Janssen Pharmaceutical Companies of Johnson & Johnson, Solna, Sweden (Leone, Leval); Department of Medical Epidemiology and Biostatistics (Leone, Kuja-Halkola, Leval, Butwicka, Zhang, Liu, Larsson, Bergen) and Department of Molecular Medicine and Surgery (Skov), Karolinska Institutet, Solna, Sweden; Child and Adolescent Psychiatry Stockholm, Stockholm Health Care Services, Region Stockholm, Sweden (Butwicka); Department of Child Psychiatry, Medical University of Warsaw, Warsaw (Butwicka); Department of Biostatistics and Translational Medicine, Medical University of Lodz, Lodz, Poland (Butwicka); Department of Medicine, Karlstad Central Hospital, Karlstad, Sweden (Skov); School of Medical Sciences, Örebro University, Örebro, Sweden (Larsson).
Am J Psychiatry. 2022 Nov 1;179(11):824-832. doi: 10.1176/appi.ajp.21090954. Epub 2022 Sep 21.
Depression is common in individuals with endocrine-metabolic disorders and vice versa, and a better understanding of the underlying factors contributing to the comorbidity of these disorders is needed. This study investigated the familial coaggregation of depression and endocrine-metabolic disorders and estimated the contribution of genetic and environmental factors to their co-occurrence.
This population-based cohort study included 2.2 million individuals born in Sweden between 1973 and 1996, with follow-up through 2013. Participants were linked to their biological parents, allowing identification of full siblings, maternal half siblings, and paternal half siblings.
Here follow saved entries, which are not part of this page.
//! Cross-zoom compositing of radar tiles onto base-map tiles.
//!
//! A radar layer is usually rendered at a coarser zoom level than the base
//! map it is previewed on. One radar tile then covers `4^d` base tiles, where
//! `d` is the zoom difference, so the radar raster has to be cut down to the
//! footprint of the single base tile and resampled to the base tile's size
//! before the two can be blended pixel for pixel. Past a difference of
//! `log2(tile_size)` the footprint is smaller than one radar pixel and the
//! crop degenerates to that single pixel.
//!
//! The pipeline, as driven by the radar service:
//!
//! 1. [`boundary_for`] turns the corner addresses of the base tile (projected
//!    at radar zoom) into a crop rectangle inside the radar raster
//! 2. [`crop_and_resize`] cuts and bilinearly resamples that rectangle to
//!    the base tile's dimensions ([`crop_and_scale`] does the same by a
//!    factor)
//! 3. [`overlay`] blends the result onto the base map at constant opacity
//! 4. [`draw_marker`] annotates the composite with a locator square
//!
//! Steps 1 to 3 never mutate their inputs. Step 4 consumes the composite it
//! draws on.

mod blend;
mod boundary;

pub use blend::{crop_and_resize, crop_and_scale, draw_marker, overlay, MARKER_COLOR};
pub use boundary::{boundary_for, TileBoundary};

use thiserror::Error;

/// Errors raised by the compositing operations.
#[derive(Debug, Clone, PartialEq, Error)]
pub enum CompositeError {
    /// Crop rectangle has no area
    #[error("Crop boundary {0} is empty")]
    EmptyCrop(TileBoundary),

    /// Crop rectangle reaches past the source raster
    #[error("Crop boundary {boundary} exceeds source raster {width}×{height}")]
    BoundaryOutOfBounds {
        boundary: TileBoundary,
        width: u32,
        height: u32,
    },

    /// Scale factor is zero, negative or not finite
    #[error("Invalid scale factor: {0}")]
    InvalidScale(f64),

    /// Resample target has no area
    #[error("Invalid target size {width}×{height}")]
    InvalidTargetSize { width: u32, height: u32 },
}
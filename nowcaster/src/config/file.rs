//! Configuration file handling for ~/.nowcaster/config.ini.
//!
//! Settings structs live in [`super::settings`], parsing in
//! [`super::parser`].

use ini::Ini;
use std::path::{Path, PathBuf};
use thiserror::Error;

use super::settings::ConfigFile;

/// Configuration file errors.
#[derive(Debug, Error)]
pub enum ConfigFileError {
    /// Failed to read or parse the config file
    #[error("Failed to read config file: {0}")]
    ReadError(#[from] ini::Error),

    /// Invalid configuration value
    #[error("Invalid configuration: {section}.{key} = '{value}' - {reason}")]
    InvalidValue {
        section: String,
        key: String,
        value: String,
        reason: String,
    },

    /// Required key is absent
    #[error("Missing configuration: {section}.{key} is required")]
    MissingValue { section: String, key: String },

    /// Section name is not recognized
    #[error("Unknown configuration section: [{0}]")]
    UnknownSection(String),
}

impl ConfigFile {
    /// Load configuration from the default path (~/.nowcaster/config.ini).
    ///
    /// If the file doesn't exist, returns defaults.
    pub fn load() -> Result<Self, ConfigFileError> {
        let path = config_file_path();
        Self::load_from(&path)
    }

    /// Load configuration from a specific path.
    ///
    /// If the file doesn't exist, returns defaults.
    pub fn load_from(path: &Path) -> Result<Self, ConfigFileError> {
        if !path.exists() {
            tracing::debug!(path = %path.display(), "Config file not found, using defaults");
            return Ok(Self::default());
        }

        let ini = Ini::load_from_file(path)?;
        super::parser::parse_ini(&ini)
    }

    /// Parse configuration from INI text.
    pub fn load_from_str(content: &str) -> Result<Self, ConfigFileError> {
        let ini = Ini::load_from_str(content)
            .map_err(|e| ConfigFileError::ReadError(ini::Error::Parse(e)))?;
        super::parser::parse_ini(&ini)
    }
}

/// Get the path to the config directory (~/.nowcaster).
pub fn config_directory() -> PathBuf {
    dirs::home_dir()
        .unwrap_or_else(|| PathBuf::from("."))
        .join(".nowcaster")
}

/// Get the path to the config file (~/.nowcaster/config.ini).
pub fn config_file_path() -> PathBuf {
    config_directory().join("config.ini")
}

#[cfg(test)]
mod tests {
    use super::*;
    use crate::config::settings::{DEFAULT_HTTP_TIMEOUT_SECS, DEFAULT_SEARCH_RADIUS};

    #[test]
    fn test_default_config() {
        let config = ConfigFile::default();

        assert!(config.radar.sources.is_empty());
        assert!(config.radar.base_map.is_none());
        assert_eq!(config.radar.search_radius, DEFAULT_SEARCH_RADIUS);
        assert_eq!(config.http.timeout, DEFAULT_HTTP_TIMEOUT_SECS);
        assert!(config.logging.file.ends_with("nowcaster.log"));
    }

    #[test]
    fn test_load_nonexistent_returns_defaults() {
        let temp_dir = tempfile::TempDir::new().unwrap();
        let config_path = temp_dir.path().join("nonexistent.ini");

        let config = ConfigFile::load_from(&config_path).unwrap();
        assert!(config.radar.sources.is_empty());
        assert_eq!(config.http.timeout, DEFAULT_HTTP_TIMEOUT_SECS);
    }

    #[test]
    fn test_load_from_file() {
        let temp_dir = tempfile::TempDir::new().unwrap();
        let config_path = temp_dir.path().join("config.ini");
        std::fs::write(
            &config_path,
            r#"
[http]
timeout = 12

[source.radar]
zoom = 7

[source.radar.legend]
rain = #0000FF

[source.radar.layer.now]
url = https://tiles.example.com/{z}/{x}/{y}.png
"#,
        )
        .unwrap();

        let config = ConfigFile::load_from(&config_path).unwrap();
        assert_eq!(config.http.timeout, 12);
        assert_eq!(config.radar.sources.len(), 1);
        assert_eq!(config.radar.sources[0].layers[0].name, "now");
    }

    #[test]
    fn test_config_file_path() {
        let path = config_file_path();
        assert!(path.ends_with(".nowcaster/config.ini"));
    }
}
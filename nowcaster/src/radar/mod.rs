//! Radar orchestration.
//!
//! [`RadarService`] answers the questions a client asks about a point:
//!
//! - [`sample_area`](RadarService::sample_area): how much of each legend
//!   condition surrounds the point, per layer
//! - [`sample_point`](RadarService::sample_point): which condition is
//!   exactly at the point, per layer
//! - [`nowcast`](RadarService::nowcast) and
//!   [`match_weather`](RadarService::match_weather): both at once, grouped
//!   by source, optionally reduced to "is it raining here"
//! - [`render_preview`](RadarService::render_preview): a base-map tile with
//!   the radar overlaid and the point marked
//!
//! Each request projects the point, fetches the needed tiles in parallel
//! and works on its own rasters. Nothing is cached between requests.

mod error;
mod service;
mod types;

pub use error::{ErrorKind, RadarError};
pub use service::RadarService;
pub use types::{Nowcast, NowcastMatch, NowcastSource, RawNowcast, WeatherMatchedNowcast};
Diagnoses of depression and endocrine-metabolic conditions were investigated, with the latter grouped into autoimmune disorders (autoimmune hypothyroidism, Graves' disease, and type 1 diabetes) and non-autoimmune disorders (type 2 diabetes, obesity, and polycystic ovary syndrome). Logistic regression and Cox regression were used to estimate the associations between endocrine-metabolic disorders and depression within the same individual and across siblings. Quantitative genetic modeling was performed to investigate the relative contribution of genetic and environmental influences.
Individuals with endocrine-metabolic disorders had a significantly higher risk of depression, with odds ratios ranging from 1.43 (95% CI=1.30, 1.57) for Graves' disease to 3.48 (95% CI=3.25, 3.72) for type 2 diabetes. Increased risks extended to full and half siblings. These correlations were mainly explained by shared genetic influences for non-autoimmune conditions, and by nonshared environmental factors for autoimmune disorders, especially for type 1 diabetes.
These findings provide phenotypic and etiological insights into the co-occurrence of depression and various endocrine-metabolic conditions, which could guide future research aiming at identifying pathophysiological mechanisms and intervention targets.
抑郁症在患有内分泌代谢疾病的个体中很常见,反之亦然,需要更好地了解导致这些疾病同时发生的潜在因素。本研究调查了抑郁症和内分泌代谢疾病的家族聚集性,并估计了遗传和环境因素对它们共同发生的贡献。
这是一项基于人群的队列研究,纳入了 1973 年至 1996 年间出生于瑞典的 220 万人,随访至 2013 年。参与者与他们的亲生父母相关联,从而可以识别出全同胞、生母半同胞和生父半同胞。调查了抑郁症和内分泌代谢疾病的诊断情况,将后者分为自身免疫性疾病(自身免疫性甲状腺功能减退症、格雷夫斯病和 1 型糖尿病)和非自身免疫性疾病(2 型糖尿病、肥胖症和多囊卵巢综合征)。使用逻辑回归和 Cox 回归来估计个体内部和兄弟姐妹之间内分泌代谢疾病与抑郁症之间的关联。进行定量遗传建模以调查遗传和环境影响的相对贡献。
患有内分泌代谢疾病的个体患抑郁症的风险显著增加,比值比范围从格雷夫斯病的 1.43(95%CI=1.30,1.57)到 2 型糖尿病的 3.48(95%CI=3.25,3.72)。全同胞和半同胞也存在这种风险增加。这些相关性主要由非自身免疫疾病的共同遗传影响解释,而自身免疫疾病的非共享环境因素,尤其是 1 型糖尿病,主要解释了这种相关性。
这些发现为抑郁症和各种内分泌代谢疾病同时发生提供了表型和病因学见解,这可能有助于指导未来旨在识别病理生理机制和干预靶点的研究。